SUPPLIED ENTRIES:

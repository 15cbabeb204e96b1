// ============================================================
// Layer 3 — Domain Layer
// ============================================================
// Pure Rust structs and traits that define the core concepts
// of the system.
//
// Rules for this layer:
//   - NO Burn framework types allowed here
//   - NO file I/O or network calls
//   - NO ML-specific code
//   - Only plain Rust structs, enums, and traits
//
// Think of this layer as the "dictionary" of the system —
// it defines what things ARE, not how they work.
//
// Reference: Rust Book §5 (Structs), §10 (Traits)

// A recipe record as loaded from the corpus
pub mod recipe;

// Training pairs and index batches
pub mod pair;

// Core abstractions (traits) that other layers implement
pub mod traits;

==

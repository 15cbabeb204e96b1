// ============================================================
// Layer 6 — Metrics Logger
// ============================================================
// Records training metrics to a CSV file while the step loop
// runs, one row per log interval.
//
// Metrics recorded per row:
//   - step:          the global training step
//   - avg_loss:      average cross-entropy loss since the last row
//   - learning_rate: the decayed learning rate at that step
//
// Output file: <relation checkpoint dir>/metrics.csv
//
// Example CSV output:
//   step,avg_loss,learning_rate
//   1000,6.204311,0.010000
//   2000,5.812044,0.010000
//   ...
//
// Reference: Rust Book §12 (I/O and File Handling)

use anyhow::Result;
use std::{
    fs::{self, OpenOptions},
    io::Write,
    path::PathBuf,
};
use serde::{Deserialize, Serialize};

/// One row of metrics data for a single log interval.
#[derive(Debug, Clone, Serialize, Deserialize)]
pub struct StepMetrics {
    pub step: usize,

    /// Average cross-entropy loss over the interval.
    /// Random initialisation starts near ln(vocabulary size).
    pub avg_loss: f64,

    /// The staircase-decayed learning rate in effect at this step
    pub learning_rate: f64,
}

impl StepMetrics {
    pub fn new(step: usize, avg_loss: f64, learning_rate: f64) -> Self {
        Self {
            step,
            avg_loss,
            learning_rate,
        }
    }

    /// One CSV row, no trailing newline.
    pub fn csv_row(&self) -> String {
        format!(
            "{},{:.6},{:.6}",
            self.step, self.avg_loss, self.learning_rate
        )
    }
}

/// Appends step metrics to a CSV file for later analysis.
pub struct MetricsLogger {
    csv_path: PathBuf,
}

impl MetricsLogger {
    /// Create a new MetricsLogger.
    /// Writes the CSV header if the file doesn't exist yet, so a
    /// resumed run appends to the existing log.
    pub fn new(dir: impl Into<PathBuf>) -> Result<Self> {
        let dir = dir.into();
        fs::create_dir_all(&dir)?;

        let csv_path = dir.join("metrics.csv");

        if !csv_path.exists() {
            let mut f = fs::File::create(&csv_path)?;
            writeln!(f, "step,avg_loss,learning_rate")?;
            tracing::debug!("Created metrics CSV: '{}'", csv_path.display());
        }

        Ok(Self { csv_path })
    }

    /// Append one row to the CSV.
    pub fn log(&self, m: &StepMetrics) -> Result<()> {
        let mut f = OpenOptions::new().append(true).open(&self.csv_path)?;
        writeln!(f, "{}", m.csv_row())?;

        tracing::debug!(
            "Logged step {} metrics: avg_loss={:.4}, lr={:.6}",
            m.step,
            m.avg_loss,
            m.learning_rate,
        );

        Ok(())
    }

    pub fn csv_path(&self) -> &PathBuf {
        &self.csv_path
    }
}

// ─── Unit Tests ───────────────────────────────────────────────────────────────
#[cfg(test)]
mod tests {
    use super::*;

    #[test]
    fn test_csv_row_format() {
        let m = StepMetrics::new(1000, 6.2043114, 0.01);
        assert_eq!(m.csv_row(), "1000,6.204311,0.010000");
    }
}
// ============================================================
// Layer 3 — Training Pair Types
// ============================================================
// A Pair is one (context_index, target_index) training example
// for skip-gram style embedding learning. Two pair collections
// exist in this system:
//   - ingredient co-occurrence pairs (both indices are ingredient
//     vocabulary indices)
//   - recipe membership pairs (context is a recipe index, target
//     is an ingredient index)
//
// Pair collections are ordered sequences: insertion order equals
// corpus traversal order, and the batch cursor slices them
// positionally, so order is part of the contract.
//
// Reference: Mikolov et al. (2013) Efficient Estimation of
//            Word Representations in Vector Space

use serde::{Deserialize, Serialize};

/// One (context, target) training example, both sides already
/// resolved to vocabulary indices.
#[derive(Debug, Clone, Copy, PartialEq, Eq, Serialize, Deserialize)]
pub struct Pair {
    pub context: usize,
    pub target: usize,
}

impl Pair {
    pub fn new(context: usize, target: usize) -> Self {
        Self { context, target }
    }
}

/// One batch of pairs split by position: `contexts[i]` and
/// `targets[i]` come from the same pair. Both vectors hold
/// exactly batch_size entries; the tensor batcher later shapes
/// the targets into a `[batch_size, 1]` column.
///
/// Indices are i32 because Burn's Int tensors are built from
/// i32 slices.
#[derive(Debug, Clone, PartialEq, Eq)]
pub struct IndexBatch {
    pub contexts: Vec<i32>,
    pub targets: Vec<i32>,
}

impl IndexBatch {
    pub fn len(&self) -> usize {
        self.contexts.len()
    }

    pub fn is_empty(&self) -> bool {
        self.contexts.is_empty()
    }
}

==

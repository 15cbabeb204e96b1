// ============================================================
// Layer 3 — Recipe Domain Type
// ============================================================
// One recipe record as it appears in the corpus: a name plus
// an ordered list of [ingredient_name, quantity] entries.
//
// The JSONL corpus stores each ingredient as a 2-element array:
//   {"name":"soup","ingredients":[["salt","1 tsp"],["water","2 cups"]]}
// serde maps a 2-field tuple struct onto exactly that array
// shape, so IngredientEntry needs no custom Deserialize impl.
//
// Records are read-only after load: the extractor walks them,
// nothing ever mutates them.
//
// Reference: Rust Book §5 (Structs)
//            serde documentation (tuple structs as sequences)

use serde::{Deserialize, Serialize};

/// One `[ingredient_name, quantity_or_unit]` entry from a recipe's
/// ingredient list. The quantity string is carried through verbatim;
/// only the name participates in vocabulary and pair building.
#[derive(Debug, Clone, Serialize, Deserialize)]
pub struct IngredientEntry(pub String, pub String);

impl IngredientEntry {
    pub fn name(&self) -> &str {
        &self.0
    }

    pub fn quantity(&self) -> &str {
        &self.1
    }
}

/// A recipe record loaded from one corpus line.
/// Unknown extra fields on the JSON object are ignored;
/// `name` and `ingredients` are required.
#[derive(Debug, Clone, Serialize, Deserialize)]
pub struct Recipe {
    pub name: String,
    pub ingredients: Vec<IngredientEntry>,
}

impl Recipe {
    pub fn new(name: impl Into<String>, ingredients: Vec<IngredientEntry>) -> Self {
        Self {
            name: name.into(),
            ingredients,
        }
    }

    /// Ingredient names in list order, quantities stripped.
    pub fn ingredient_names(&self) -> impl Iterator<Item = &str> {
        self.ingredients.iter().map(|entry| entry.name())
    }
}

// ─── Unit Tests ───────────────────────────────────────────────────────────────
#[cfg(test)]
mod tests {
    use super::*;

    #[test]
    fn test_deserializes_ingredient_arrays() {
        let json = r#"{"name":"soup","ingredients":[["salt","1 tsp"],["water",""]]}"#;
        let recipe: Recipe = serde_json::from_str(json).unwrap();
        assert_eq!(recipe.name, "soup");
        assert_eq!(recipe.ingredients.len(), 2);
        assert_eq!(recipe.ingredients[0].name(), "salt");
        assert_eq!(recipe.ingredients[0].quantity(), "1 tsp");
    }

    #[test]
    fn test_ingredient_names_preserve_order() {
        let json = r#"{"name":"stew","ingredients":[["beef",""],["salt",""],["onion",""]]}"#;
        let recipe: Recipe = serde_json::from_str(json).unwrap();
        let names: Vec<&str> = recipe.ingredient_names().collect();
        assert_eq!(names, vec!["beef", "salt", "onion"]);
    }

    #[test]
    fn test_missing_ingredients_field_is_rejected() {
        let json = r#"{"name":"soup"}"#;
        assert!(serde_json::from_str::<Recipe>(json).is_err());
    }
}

YOUR INSTRUCTIONS: Check each line above for the word "salt" and copy every line that has it.

WRITTEN ANSWER:
//   {"name":"soup","ingredients":[["salt","1 tsp"],["water","2 cups"]]}
        let json = r#"{"name":"soup","ingredients":[["salt","1 tsp"],["water",""]]}"#;
        assert_eq!(recipe.ingredients[0].name(), "salt");
        let json = r#"{"name":"stew","ingredients":[["beef",""],["salt",""],["onion",""]]}"#;
        assert_eq!(names, vec!["beef", "salt", "onion"]);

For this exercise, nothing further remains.